Generally speaking, trends in the forage industry develop at a sluggish pace. There are probably good reasons for this lack of alacrity. It takes time for technologies to develop and even more time for early adopters to prove to the rest of the world that a practice or product either works or doesn’t.
A case in point is baleage.
The concept of individually wrapped, high-moisture bales has been around for a long time. Widespread usage has not, at least until recently.

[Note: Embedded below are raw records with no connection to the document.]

use chrono::{DateTime, Utc};
use mongodb::bson::oid::ObjectId;
use serde::{Deserialize, Serialize};

use crate::models::domain::question::Question;

/// A generated quiz, owned by one user and tied to one study material.
/// Quizzes are created by the generation endpoint and deleted explicitly;
/// the question list is immutable in between.
#[derive(Clone, Debug, PartialEq, Eq, Deserialize, Serialize)]
pub struct Quiz {
    #[serde(rename = "_id", skip_serializing_if = "Option::is_none")]
    pub id: Option<ObjectId>,
    pub title: String,
    pub description: String,
    pub questions: Vec<Question>,
    pub user_id: String,
    pub material_id: String,
    #[serde(skip_serializing_if = "Option::is_none")]
    pub created_at: Option<DateTime<Utc>>,
    #[serde(skip_serializing_if = "Option::is_none")]
    pub updated_at: Option<DateTime<Utc>>,
}

impl Quiz {
    pub fn new(
        title: String,
        description: String,
        questions: Vec<Question>,
        user_id: &str,
        material_id: &str,
    ) -> Self {
        let now = Utc::now();
        Quiz {
            id: None,
            title,
            description,
            questions,
            user_id: user_id.to_string(),
            material_id: material_id.to_string(),
            created_at: Some(now),
            updated_at: Some(now),
        }
    }
}
use std::collections::HashMap;

use chrono::{DateTime, Utc};
use mongodb::bson::oid::ObjectId;
use serde::{Deserialize, Serialize};

use crate::models::domain::question::AnswerValue;

/// A single graded submission of answers against a quiz. Attempts are
/// inserted once and never mutated; the grading result is stored, not
/// re-derived later.
#[derive(Clone, Debug, PartialEq, Deserialize, Serialize)]
pub struct QuizAttempt {
    #[serde(rename = "_id", skip_serializing_if = "Option::is_none")]
    pub id: Option<ObjectId>,
    pub quiz_id: String,
    pub user_id: String,
    pub answers: HashMap<String, AnswerValue>,
    pub score: i32,
    pub total_questions: i32,
    pub percentage: f64,
    pub results: Vec<QuestionResult>,
    #[serde(skip_serializing_if = "Option::is_none")]
    pub created_at: Option<DateTime<Utc>>,
}

/// Per-question grading outcome embedded in an attempt. Carries the
/// correct answer and explanation so the client can show feedback for
/// unanswered questions too.
#[derive(Clone, Debug, PartialEq, Eq, Deserialize, Serialize)]
pub struct QuestionResult {
    pub question_id: i32,
    pub correct: bool,
    pub correct_answer: AnswerValue,
    pub explanation: String,
}

impl QuizAttempt {
    pub fn new(
        quiz_id: &str,
        user_id: &str,
        answers: HashMap<String, AnswerValue>,
        score: i32,
        total_questions: i32,
        percentage: f64,
        results: Vec<QuestionResult>,
    ) -> Self {
        QuizAttempt {
            id: None,
            quiz_id: quiz_id.to_string(),
            user_id: user_id.to_string(),
            answers,
            score,
            total_questions,
            percentage,
            results,
            created_at: Some(Utc::now()),
        }
    }
}
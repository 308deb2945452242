use actix_web::{delete, get, post, web, HttpResponse};

use crate::{
    app_state::AppState,
    auth::AuthenticatedUser,
    errors::AppError,
    models::dto::request::{GenerateQuizRequest, SubmitAttemptRequest},
};

/// Generate a quiz from a study material owned by the caller.
#[post("/generate")]
async fn generate_quiz(
    state: web::Data<AppState>,
    request: web::Json<GenerateQuizRequest>,
    auth: AuthenticatedUser,
) -> Result<HttpResponse, AppError> {
    let response = state
        .quiz_service
        .generate_quiz(auth.user_id(), request.into_inner())
        .await?;
    Ok(HttpResponse::Created().json(response))
}

#[get("")]
async fn get_all_quizzes(
    state: web::Data<AppState>,
    auth: AuthenticatedUser,
) -> Result<HttpResponse, AppError> {
    let quizzes = state.quiz_service.list_quizzes(auth.user_id()).await?;
    Ok(HttpResponse::Ok().json(quizzes))
}

/// All quiz attempts for the current user, without the per-question results.
#[get("/attempts")]
async fn get_user_attempts(
    state: web::Data<AppState>,
    auth: AuthenticatedUser,
) -> Result<HttpResponse, AppError> {
    let attempts = state.quiz_service.list_attempts(auth.user_id()).await?;
    Ok(HttpResponse::Ok().json(attempts))
}

#[get("/dashboard")]
async fn get_quiz_dashboard(
    state: web::Data<AppState>,
    auth: AuthenticatedUser,
) -> Result<HttpResponse, AppError> {
    log::debug!("Building quiz dashboard for user {}", auth.user_id());

    let dashboard = state.quiz_service.dashboard(auth.user_id()).await?;
    Ok(HttpResponse::Ok().json(dashboard))
}

/// All attempts against one quiz, most recent first.
#[get("/attempts/{quiz_id}")]
async fn get_quiz_attempts(
    state: web::Data<AppState>,
    quiz_id: web::Path<String>,
    auth: AuthenticatedUser,
) -> Result<HttpResponse, AppError> {
    let attempts = state
        .quiz_service
        .list_attempts_for_quiz(auth.user_id(), &quiz_id)
        .await?;
    Ok(HttpResponse::Ok().json(attempts))
}

#[get("/{quiz_id}")]
async fn get_quiz(
    state: web::Data<AppState>,
    quiz_id: web::Path<String>,
    auth: AuthenticatedUser,
) -> Result<HttpResponse, AppError> {
    log::debug!("Fetching quiz {} for user {}", quiz_id, auth.user_id());

    let quiz = state.quiz_service.get_quiz(auth.user_id(), &quiz_id).await?;
    Ok(HttpResponse::Ok().json(quiz))
}

#[delete("/{quiz_id}")]
async fn delete_quiz(
    state: web::Data<AppState>,
    quiz_id: web::Path<String>,
    auth: AuthenticatedUser,
) -> Result<HttpResponse, AppError> {
    let response = state
        .quiz_service
        .delete_quiz(auth.user_id(), &quiz_id)
        .await?;
    Ok(HttpResponse::Ok().json(response))
}

/// Grade a submission and store it as an immutable attempt record.
#[post("/{quiz_id}/attempt")]
async fn submit_quiz_attempt(
    state: web::Data<AppState>,
    quiz_id: web::Path<String>,
    request: web::Json<SubmitAttemptRequest>,
    auth: AuthenticatedUser,
) -> Result<HttpResponse, AppError> {
    log::debug!(
        "Submitting attempt on quiz {} for user {}",
        quiz_id,
        auth.user_id()
    );

    let response = state
        .quiz_service
        .submit_attempt(auth.user_id(), &quiz_id, request.into_inner())
        .await?;
    Ok(HttpResponse::Created().json(response))
}

/// Quiz routes. Literal paths are registered before the `{quiz_id}`
/// matchers so `/attempts` and `/dashboard` are never parsed as ids.
pub fn configure(cfg: &mut web::ServiceConfig) {
    cfg.service(
        web::scope("/api/quizzes")
            .wrap(crate::auth::AuthMiddleware)
            .service(generate_quiz)
            .service(get_all_quizzes)
            .service(get_user_attempts)
            .service(get_quiz_dashboard)
            .service(get_quiz_attempts)
            .service(get_quiz)
            .service(delete_quiz)
            .service(submit_quiz_attempt),
    );
}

Baleage has gone from the offbeat to the mainstream in most humid regions where dry-bale making can inflict excessive hair loss due to frustration, especially during wet seasons. With its popularity have come advances in machine technologies and also a wealth of research studies to help document our understanding of the unique challenges posed by the harvest and fermentation of longer stemmed forage.
Recently, Penn State University forage specialists Marvin Hall and Jessica Williamson reported on a study that they completed evaluating the effect of bale density on baleage fermentation and bale quality.
Using four different balers set for maximum density, experimental bales were made while operating each baler at three different speeds (4, 8, and 12 miles per hour). All bales were wrapped within four hours of being made using a minimum of six layers of 1-mil wrap to exclude oxygen and to keep bale temperature below 120°F. Thermocouples were placed inside each bale to monitor bale temperature.
Dense is best
“Across all balers and speeds, (our) results showed that bale density directly impacts baleage quality,” wrote the researchers in an online Penn State Research Spotlight that summarized their findings. “The greater the bale density, the lower the pH and sugar content of the fermented bale. This indicates proper fermentation of the sugars available under anaerobic conditions.”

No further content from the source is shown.